In light of these events the idea of European “strategic autonomy” that is continuously pushed for by Emmanuel Macron seems almost laughable – and entirely detached from reality.

As current events in Niger demonstrate, Paris itself is losing any resemblance of strategic autonomy in the francophone parts of Africa, long seen as central to the French national interest. Yet the French predicament reflects the problems of Europe’s foreign policy at large: Apparently French intelligence was well aware of the impending coup in Niger and wanted to protect president Mohamed Bazoum. This was turned down by Macron for fear of seeming colonialist. In addition to the fact that French policies in Africa are already seen as neo-colonialist in the region, it should dawn an Europe’s leaders that one cannot simultaneously be seen as a great power and the proverbial “good guy” on the global stage. 

Unfortunately, in the more raucous parts of the world looking like a good guy is not enough. International politics is a competition of power and not a popularity contest, something the United States, Russia, and China are well aware of. This hesitancy by the Europeans leads to a policy that is not aiming at solving problems, but “managing” them, an approach not much different from kicking a can down the road. 

The migration crisis keeps getting worse. Instead of directly engaging with the root causes of refugee waves, Brussels prefers to bribe Turkey, Tunisia, and others into keeping refugees under horrible conditions, but off European TV screens.

Similarly, we would like to get all the economic benefits out of Africa, but without an accompanying sustainable programme to support the continent’s development. Instead, European leaders like to preach about renewables to countries suffering from frequent blackouts, deny access to nuclear energy, and believe that a continent so poor that its people have less than the energy-equivalent of three barrels of oil per capita – compared to over 13 barrels in Western Europe – can develop on an energy diet consisting solely of wind, water, and solar. 

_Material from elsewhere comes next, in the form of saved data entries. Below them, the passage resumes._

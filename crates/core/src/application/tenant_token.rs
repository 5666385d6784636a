//! Tenant Token Generator
//!
//! Signs a set of search rules (and an optional expiry) into an HS256 JWT that
//! can be presented in place of the API key it was signed with. The server
//! verifies the signature and applies the rules on top of the key's own
//! permissions; nothing is enforced client-side.
//!
//! Payload layout:
//!
//! ```json
//! {
//!   "apiKeyUid": "6062abda-a5aa-4414-ac91-ecd7944c0f8d",
//!   "searchRules": { "*": {}, "books": { "filter": "year > 2000" } },
//!   "exp": 1700036000
//! }
//! ```

use crate::domain::error::Result;
use crate::domain::{DomainError, SearchRules};
use crate::port::TimeProvider;
use chrono::{DateTime, Utc};
use jsonwebtoken::{decode, encode, Algorithm, DecodingKey, EncodingKey, Header, Validation};
use serde::{Deserialize, Serialize};
use std::sync::Arc;
use tracing::debug;
use uuid::Uuid;

/// Claims carried by a tenant token
#[derive(Debug, Clone, PartialEq, Serialize, Deserialize)]
#[serde(rename_all = "camelCase")]
pub struct TenantTokenClaims {
    pub api_key_uid: String,
    pub search_rules: SearchRules,
    /// Expiry as Unix seconds; omitted for tokens that never expire
    #[serde(default, skip_serializing_if = "Option::is_none")]
    pub exp: Option<i64>,
}

/// Optional inputs of a token generation
#[derive(Debug, Clone, Default)]
pub struct TenantTokenOptions {
    /// Signing secret; unset or empty falls back to the client's configured API key
    pub api_key: Option<String>,
    /// Must fall in a later second than now
    pub expires_at: Option<DateTime<Utc>>,
}

impl TenantTokenOptions {
    pub fn with_api_key(mut self, api_key: impl Into<String>) -> Self {
        self.api_key = Some(api_key.into());
        self
    }

    pub fn with_expires_at(mut self, expires_at: DateTime<Utc>) -> Self {
        self.expires_at = Some(expires_at);
        self
    }
}

/// Stateless generator; the clock is the only collaborator
pub struct TenantTokenGenerator {
    time_provider: Arc<dyn TimeProvider>,
}

impl TenantTokenGenerator {
    pub fn new(time_provider: Arc<dyn TimeProvider>) -> Self {
        Self { time_provider }
    }

    /// Generate a signed tenant token
    ///
    /// # Arguments
    ///
    /// * `api_key_uid` - uid (UUID) of the key whose secret signs the token
    /// * `search_rules` - per-index restrictions, must be non-empty
    /// * `options` - secret override and expiry
    /// * `default_secret` - secret used when `options.api_key` is unset or empty
    ///
    /// # Errors
    ///
    /// Checked in this order, before any signing:
    /// - `DomainError::MissingSigningKey` if no non-empty secret is available
    /// - `DomainError::MissingSearchRules` if rules are absent or empty
    /// - `DomainError::ExpiredToken` if `expires_at` does not fall in a later
    ///   second than now (`exp` is encoded in whole seconds)
    /// - `DomainError::InvalidApiKeyUid` if `api_key_uid` is not a UUID
    pub fn generate(
        &self,
        api_key_uid: &str,
        search_rules: Option<&SearchRules>,
        options: &TenantTokenOptions,
        default_secret: Option<&str>,
    ) -> Result<String> {
        let secret = options
            .api_key
            .as_deref()
            .filter(|s| !s.is_empty())
            .or(default_secret.filter(|s| !s.is_empty()))
            .ok_or(DomainError::MissingSigningKey)?;

        let search_rules = search_rules
            .filter(|rules| !rules.is_empty())
            .ok_or(DomainError::MissingSearchRules)?;

        // `exp` is whole seconds, so the check is too
        if let Some(expires_at) = options.expires_at {
            let now_secs = self.time_provider.now_millis().div_euclid(1000);
            if expires_at.timestamp() <= now_secs {
                return Err(DomainError::ExpiredToken {
                    expires_at: expires_at.timestamp(),
                });
            }
        }

        if Uuid::parse_str(api_key_uid).is_err() {
            return Err(DomainError::InvalidApiKeyUid(api_key_uid.to_string()));
        }

        let claims = TenantTokenClaims {
            api_key_uid: api_key_uid.to_string(),
            search_rules: search_rules.clone(),
            exp: options.expires_at.map(|t| t.timestamp()),
        };

        let token = encode(
            &Header::new(Algorithm::HS256),
            &claims,
            &EncodingKey::from_secret(secret.as_bytes()),
        )
        .map_err(|e| DomainError::Signing(e.to_string()))?;

        debug!(
            api_key_uid = %api_key_uid,
            rules = search_rules.len(),
            exp = ?claims.exp,
            "Tenant token generated"
        );

        Ok(token)
    }
}

/// Verify a tenant token with its signing secret and return its claims
///
/// Rejects bad signatures, malformed tokens, and expired `exp` claims. Tokens
/// without `exp` never expire.
pub fn decode_tenant_token(token: &str, secret: &str) -> Result<TenantTokenClaims> {
    let mut validation = Validation::new(Algorithm::HS256);
    validation.required_spec_claims.clear();
    validation.validate_exp = true;
    validation.leeway = 0;

    decode::<TenantTokenClaims>(
        token,
        &DecodingKey::from_secret(secret.as_bytes()),
        &validation,
    )
    .map(|data| data.claims)
    .map_err(|e| DomainError::Verification(e.to_string()))
}
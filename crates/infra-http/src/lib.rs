// Meili Infrastructure - HTTP Adapter
// Implements: Transport (ADR-002)

pub mod reqwest_transport;

pub use reqwest_transport::{HttpSettings, ReqwestTransport, CLIENT_AGENT_HEADER};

Virtue signalling to the green lobby at home might help with domestic audiences. But it fuels resentment in Africa, whose leaders are well aware that European policies are placing obstacles in their path towards development. European plans for Africa include massive hydrogen projects, almost all of them designed for export to Europe, while once again leaving over a billion people starving for energy. 

In the years following 9/11, the Middle East scholar Bernard Lewis once said that the West risks being seen as harmless as an enemy and treacherous as a friend. Lewis was mainly talking about the Middle East, but in recent years his prediction could also be applied to other parts of the world.

Nobody views Moscow and Beijing as the good guys either, but at least they seem to be reliable. It has not been forgotten that during the Arab Spring those leaders who tried to chart a pro-Western course like Mubarak in Egypt or Gaddafi in Libya have been ousted, while those counting on Russia and China are still in power. Neither Syria’s Assad nor Iran’s Mullahs have lost their grip on power, being substantially supported by Moscow and Beijing. The ease with which the West dropped its support for a democratic Afghanistan and handed it back to the Taliban certainly also did not go unnoticed.

It is no surprise that under these conditions China and Russia are making inroads in the region. They are expanding their geopolitical footprint while exporting chaos to Europe in the form of waves of refugees and regional instability. At some point Europe must take heart and live up to the ideals of M. Poos, for not doing anything and waiting for the Americans will no longer be enough.